Summary Document for
Science Archives in the 21st Century
A workshop held at the University of Maryland University College Inn and Conference Center, on April 25 - 26, 2007
[MS Word version of this document]
(Body of this document)
(Jump to Summary and Conclusion of this document)
APPENDIX A - POSTER SUMMARIES
Bruce Barkstrom - Provenance, Production and Planning
Much of earth science data and some of space science data result from files and jobs, which are indexable as time series and denumerable. Provenance will not fit within files and metadata standards are incomplete. New versions of datasets may use previously produced data to guide next step in production, and may be produced by four4 kinds of changes: input, source code, coefficients, and connectivity.
Kirk Borne - LSST: Preparing for a Data Avalanche through Partitioning, Parallelization, and Provenance.
LSST will generate a huge amount of data, 65 petabytes of images and 70 petabytes of metadata. LSST data management features sky partitioning to speed ingest and retrieval, data parallelization to speed pipeline processing, and data provenance to track all changes and allow creation of data products on-the-fly, thus reducing archival storage requirements.
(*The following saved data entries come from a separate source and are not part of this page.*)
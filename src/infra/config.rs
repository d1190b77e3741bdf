//! Configuration loading from TOML files
//!
//! Config file is selected via:
//! 1. --config <path> command line argument
//! 2. EV_TOUR_CONFIG environment variable
//! 3. Default: config/default.toml
//!
//! Every section is optional; missing keys fall back to the defaults below.

use anyhow::{ensure, Context};
use serde::Deserialize;
use std::env;
use std::fs;
use std::ops::RangeInclusive;
use std::path::Path;
use tracing::warn;

/// Range model coefficients
#[derive(Debug, Clone, PartialEq, Deserialize)]
#[serde(default)]
pub struct RangeConfig {
    /// Temperature (°F) at which no cold penalty applies
    pub reference_temperature_f: f64,
    /// Fractional range loss per °F below the reference
    pub temperature_penalty_per_degree: f64,
    /// Upper bound on the temperature penalty
    pub max_temperature_penalty: f64,
    /// Fractional range loss per 1000 ft of net climb
    pub elevation_penalty_per_1000ft: f64,
    /// Speed above which aerodynamic losses are modelled
    pub highway_speed_threshold_mph: f64,
    /// Fractional range loss per mph above the threshold
    pub speed_penalty_per_mph: f64,
    /// The condition multiplier never drops below this
    pub min_condition_multiplier: f64,
    /// Miles of range lost per hour of cold soak
    pub cold_soak_miles_per_hour: f64,
    /// Soak hours beyond this add no further loss
    pub max_cold_soak_hours: f64,
    /// Extra battery fraction reserved on top of the physics requirement
    pub safety_buffer: f64,
}

impl Default for RangeConfig {
    fn default() -> Self {
        Self {
            reference_temperature_f: 70.0,
            temperature_penalty_per_degree: 0.008,
            max_temperature_penalty: 0.5,
            elevation_penalty_per_1000ft: 0.02,
            highway_speed_threshold_mph: 65.0,
            speed_penalty_per_mph: 0.01,
            min_condition_multiplier: 0.1,
            cold_soak_miles_per_hour: 1.5,
            max_cold_soak_hours: 12.0,
            safety_buffer: 0.15,
        }
    }
}

/// Tour planner bounds
#[derive(Debug, Clone, PartialEq, Deserialize)]
#[serde(default)]
pub struct PlannerConfig {
    /// Battery fraction reached at every charging stop
    pub charge_target: f64,
    pub initial_search_radius_miles: f64,
    pub radius_growth_factor: f64,
    pub max_search_radius_miles: f64,
    /// Give up after inserting this many chargers
    pub max_charger_insertions: usize,
    /// Assumed charger power when the POI doesn't say
    pub default_charger_power_kw: f64,
    /// Fixed time added to each charging stop (parking, plugging in)
    pub charging_overhead_minutes: f64,
}

impl Default for PlannerConfig {
    fn default() -> Self {
        Self {
            charge_target: 1.0,
            initial_search_radius_miles: 10.0,
            radius_growth_factor: 2.0,
            max_search_radius_miles: 80.0,
            max_charger_insertions: 12,
            default_charger_power_kw: 50.0,
            charging_overhead_minutes: 5.0,
        }
    }
}

/// Narration timing and generation
#[derive(Debug, Clone, PartialEq, Deserialize)]
#[serde(default)]
pub struct NarrationConfig {
    /// Never trigger closer to the POI than this
    pub min_trigger_distance_miles: f64,
    pub arrival_window_min_seconds: f64,
    pub arrival_window_max_seconds: f64,
    pub words_per_minute: f64,
    pub target_duration_seconds: f64,
}

impl Default for NarrationConfig {
    fn default() -> Self {
        Self {
            min_trigger_distance_miles: 0.5,
            arrival_window_min_seconds: 0.0,
            arrival_window_max_seconds: 600.0,
            words_per_minute: 150.0,
            target_duration_seconds: 120.0,
        }
    }
}

impl NarrationConfig {
    pub fn arrival_window(&self) -> RangeInclusive<f64> {
        self.arrival_window_min_seconds..=self.arrival_window_max_seconds
    }
}

#[derive(Debug, Clone, Deserialize)]
#[serde(default)]
pub struct QueueConfig {
    /// Capacity of the queue worker's command channel
    pub command_buffer: usize,
}

impl Default for QueueConfig {
    fn default() -> Self {
        Self { command_buffer: 64 }
    }
}

#[derive(Debug, Clone, Deserialize)]
#[serde(default)]
pub struct MetricsConfig {
    /// Interval for logging metrics summaries (0 to disable)
    pub interval_secs: u64,
}

impl Default for MetricsConfig {
    fn default() -> Self {
        Self { interval_secs: 60 }
    }
}

#[derive(Debug, Clone, Deserialize, Default)]
#[serde(default)]
pub struct TomlConfig {
    pub range: RangeConfig,
    pub planner: PlannerConfig,
    pub narration: NarrationConfig,
    pub queue: QueueConfig,
    pub metrics: MetricsConfig,
}

/// Main configuration struct used throughout the crate
#[derive(Debug, Clone)]
pub struct Config {
    range: RangeConfig,
    planner: PlannerConfig,
    narration: NarrationConfig,
    queue_command_buffer: usize,
    metrics_interval_secs: u64,
    config_file: String,
}

impl Default for Config {
    fn default() -> Self {
        Self::from_toml(TomlConfig::default(), "default".to_string())
    }
}

impl Config {
    fn from_toml(toml_config: TomlConfig, config_file: String) -> Self {
        Self {
            range: toml_config.range,
            planner: toml_config.planner,
            narration: toml_config.narration,
            queue_command_buffer: toml_config.queue.command_buffer,
            metrics_interval_secs: toml_config.metrics.interval_secs,
            config_file,
        }
    }

    /// Determine config file path from args or environment
    pub fn resolve_config_path(args: &[String]) -> String {
        for (i, arg) in args.iter().enumerate() {
            if arg == "--config" {
                if let Some(path) = args.get(i + 1) {
                    return path.clone();
                }
            }
            if let Some(path) = arg.strip_prefix("--config=") {
                return path.to_string();
            }
        }

        if let Ok(path) = env::var("EV_TOUR_CONFIG") {
            return path;
        }

        "config/default.toml".to_string()
    }

    /// Parse configuration from TOML text
    pub fn from_toml_str(content: &str, origin: &str) -> anyhow::Result<Self> {
        let toml_config: TomlConfig =
            toml::from_str(content).with_context(|| format!("Failed to parse config {origin}"))?;
        let config = Self::from_toml(toml_config, origin.to_string());
        config.validate().with_context(|| format!("Invalid config {origin}"))?;
        Ok(config)
    }

    /// Load configuration from a TOML file
    pub fn from_file<P: AsRef<Path>>(path: P) -> anyhow::Result<Self> {
        let path = path.as_ref();
        let content = fs::read_to_string(path)
            .with_context(|| format!("Failed to read config file {}", path.display()))?;
        Self::from_toml_str(&content, &path.display().to_string())
    }

    /// Load configuration from a path, falling back to defaults on any error
    pub fn load_from_path<P: AsRef<Path>>(path: P) -> Self {
        match Self::from_file(path) {
            Ok(config) => config,
            Err(e) => {
                warn!(error = %format!("{e:#}"), "config_load_failed_using_defaults");
                Self::default()
            }
        }
    }

    /// Load configuration - resolves the path from args/env, then as `load_from_path`
    pub fn load(args: &[String]) -> Self {
        Self::load_from_path(Self::resolve_config_path(args))
    }

    fn validate(&self) -> anyhow::Result<()> {
        let r = &self.range;
        ensure!(r.safety_buffer >= 0.0, "range.safety_buffer must be >= 0");
        ensure!(
            (0.0..=1.0).contains(&r.max_temperature_penalty),
            "range.max_temperature_penalty must be within [0, 1]"
        );
        ensure!(
            r.min_condition_multiplier > 0.0 && r.min_condition_multiplier <= 1.0,
            "range.min_condition_multiplier must be within (0, 1]"
        );
        ensure!(
            r.temperature_penalty_per_degree >= 0.0
                && r.elevation_penalty_per_1000ft >= 0.0
                && r.speed_penalty_per_mph >= 0.0
                && r.cold_soak_miles_per_hour >= 0.0,
            "range penalties must be >= 0"
        );

        let p = &self.planner;
        ensure!(
            p.charge_target > 0.0 && p.charge_target <= 1.0,
            "planner.charge_target must be within (0, 1]"
        );
        ensure!(p.initial_search_radius_miles > 0.0, "planner.initial_search_radius_miles must be > 0");
        ensure!(p.radius_growth_factor > 1.0, "planner.radius_growth_factor must be > 1");
        ensure!(
            p.max_search_radius_miles >= p.initial_search_radius_miles,
            "planner.max_search_radius_miles must be >= initial radius"
        );
        ensure!(p.default_charger_power_kw > 0.0, "planner.default_charger_power_kw must be > 0");

        let n = &self.narration;
        ensure!(n.min_trigger_distance_miles >= 0.0, "narration.min_trigger_distance_miles must be >= 0");
        ensure!(
            n.arrival_window_min_seconds >= 0.0
                && n.arrival_window_min_seconds <= n.arrival_window_max_seconds,
            "narration arrival window must satisfy 0 <= min <= max"
        );
        ensure!(n.words_per_minute > 0.0, "narration.words_per_minute must be > 0");

        ensure!(self.queue_command_buffer > 0, "queue.command_buffer must be > 0");
        Ok(())
    }

    pub fn range(&self) -> &RangeConfig {
        &self.range
    }

    pub fn planner(&self) -> &PlannerConfig {
        &self.planner
    }

    pub fn narration(&self) -> &NarrationConfig {
        &self.narration
    }

    pub fn queue_command_buffer(&self) -> usize {
        self.queue_command_buffer
    }

    pub fn metrics_interval_secs(&self) -> u64 {
        self.metrics_interval_secs
    }

    pub fn config_file(&self) -> &str {
        &self.config_file
    }

    /// Builder method for tests to override the safety buffer
    #[cfg(test)]
    pub fn with_safety_buffer(mut self, buffer: f64) -> Self {
        self.range.safety_buffer = buffer;
        self
    }
}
Lots of science and related science education will be available.
Paul Butterworth - A NASA LAMBDA Report
LAMBDA is the smallest data center represented at the conference (two full FTEs). A small, focused data center can be very agile and responsive, but are nervous when they hear of data management problems and outside [standards] requirements.
Dan Crichton - Developing the International Planetary Data Alliance
IPDA's purpose is two-fold: (1) to develop international standards which allow sharing scientific data products across agencies and missions; (2) to develop technical information standards to allow interoperability between data systems. IPDA is also working to ensure alignment within the international scientific community, proposing a session for the July 2008 COSPAR meeting.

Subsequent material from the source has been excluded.